- **Required work**
Filter out every line below that lacks "HashSet", and copy the rest.

Items listed in a dataset:
○ ○ ○ ○ ○

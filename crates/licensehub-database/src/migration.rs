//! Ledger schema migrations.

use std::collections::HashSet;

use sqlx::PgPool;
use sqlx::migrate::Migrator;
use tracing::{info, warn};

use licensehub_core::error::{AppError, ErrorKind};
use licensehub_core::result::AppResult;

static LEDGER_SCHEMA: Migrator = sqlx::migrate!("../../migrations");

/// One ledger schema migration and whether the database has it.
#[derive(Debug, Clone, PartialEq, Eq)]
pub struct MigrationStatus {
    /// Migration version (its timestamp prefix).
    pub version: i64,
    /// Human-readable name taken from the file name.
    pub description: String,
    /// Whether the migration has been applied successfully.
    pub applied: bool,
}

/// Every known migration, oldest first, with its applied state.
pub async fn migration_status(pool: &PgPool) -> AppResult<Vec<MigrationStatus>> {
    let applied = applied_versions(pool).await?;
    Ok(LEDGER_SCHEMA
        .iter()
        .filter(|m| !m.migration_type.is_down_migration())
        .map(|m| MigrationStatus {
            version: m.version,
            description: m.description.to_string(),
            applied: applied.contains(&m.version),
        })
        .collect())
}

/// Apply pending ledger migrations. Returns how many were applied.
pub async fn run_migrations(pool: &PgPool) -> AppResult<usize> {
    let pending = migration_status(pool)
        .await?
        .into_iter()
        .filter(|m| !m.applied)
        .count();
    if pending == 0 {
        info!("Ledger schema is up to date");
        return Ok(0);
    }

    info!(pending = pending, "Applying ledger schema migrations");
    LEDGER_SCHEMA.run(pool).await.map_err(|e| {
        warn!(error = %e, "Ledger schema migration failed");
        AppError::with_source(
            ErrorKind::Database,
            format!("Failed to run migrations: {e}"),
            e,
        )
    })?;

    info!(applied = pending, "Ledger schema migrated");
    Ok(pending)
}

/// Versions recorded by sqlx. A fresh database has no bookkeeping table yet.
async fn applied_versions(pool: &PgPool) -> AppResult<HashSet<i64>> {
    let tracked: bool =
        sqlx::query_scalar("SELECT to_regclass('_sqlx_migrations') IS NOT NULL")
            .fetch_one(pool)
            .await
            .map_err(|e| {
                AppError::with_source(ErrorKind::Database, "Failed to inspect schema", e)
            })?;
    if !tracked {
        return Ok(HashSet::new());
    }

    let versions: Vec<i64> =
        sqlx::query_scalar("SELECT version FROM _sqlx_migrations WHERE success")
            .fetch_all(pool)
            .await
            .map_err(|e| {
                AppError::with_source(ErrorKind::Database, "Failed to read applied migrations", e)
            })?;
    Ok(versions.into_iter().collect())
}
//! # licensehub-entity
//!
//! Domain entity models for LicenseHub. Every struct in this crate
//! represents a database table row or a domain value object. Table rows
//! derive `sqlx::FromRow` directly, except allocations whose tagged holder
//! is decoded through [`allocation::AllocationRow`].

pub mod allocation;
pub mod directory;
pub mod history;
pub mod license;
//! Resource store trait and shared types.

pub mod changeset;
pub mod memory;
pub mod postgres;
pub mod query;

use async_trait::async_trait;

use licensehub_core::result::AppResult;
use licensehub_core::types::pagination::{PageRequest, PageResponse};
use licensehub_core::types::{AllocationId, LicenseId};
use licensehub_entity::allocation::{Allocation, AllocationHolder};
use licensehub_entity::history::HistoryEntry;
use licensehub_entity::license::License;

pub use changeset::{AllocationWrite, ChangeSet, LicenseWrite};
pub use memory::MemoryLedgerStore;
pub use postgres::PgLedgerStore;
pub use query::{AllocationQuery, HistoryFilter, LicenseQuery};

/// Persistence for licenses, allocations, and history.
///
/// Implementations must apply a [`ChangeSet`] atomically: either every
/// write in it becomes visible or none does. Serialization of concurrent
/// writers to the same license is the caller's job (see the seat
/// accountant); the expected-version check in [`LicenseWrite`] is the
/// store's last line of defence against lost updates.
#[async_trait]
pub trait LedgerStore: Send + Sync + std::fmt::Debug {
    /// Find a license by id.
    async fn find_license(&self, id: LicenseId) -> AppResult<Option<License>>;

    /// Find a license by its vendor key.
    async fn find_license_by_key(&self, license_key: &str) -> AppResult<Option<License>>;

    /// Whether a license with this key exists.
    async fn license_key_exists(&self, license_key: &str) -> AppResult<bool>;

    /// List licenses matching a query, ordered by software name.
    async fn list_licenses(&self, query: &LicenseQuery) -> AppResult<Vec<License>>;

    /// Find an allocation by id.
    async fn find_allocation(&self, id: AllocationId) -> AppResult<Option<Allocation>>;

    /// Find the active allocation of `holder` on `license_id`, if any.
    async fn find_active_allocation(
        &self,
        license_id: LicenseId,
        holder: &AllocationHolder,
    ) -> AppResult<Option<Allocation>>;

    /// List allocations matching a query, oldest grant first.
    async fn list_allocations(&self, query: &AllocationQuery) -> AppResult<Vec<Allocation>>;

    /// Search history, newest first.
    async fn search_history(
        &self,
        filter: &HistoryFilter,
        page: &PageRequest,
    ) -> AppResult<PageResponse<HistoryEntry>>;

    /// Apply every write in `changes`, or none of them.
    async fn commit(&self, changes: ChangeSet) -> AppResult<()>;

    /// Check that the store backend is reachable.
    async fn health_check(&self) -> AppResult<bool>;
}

○ ○ ○ ○ ○

- **Solution for this task**
use std::collections::HashSet;
async fn applied_versions(pool: &PgPool) -> AppResult<HashSet<i64>> {
        return Ok(HashSet::new());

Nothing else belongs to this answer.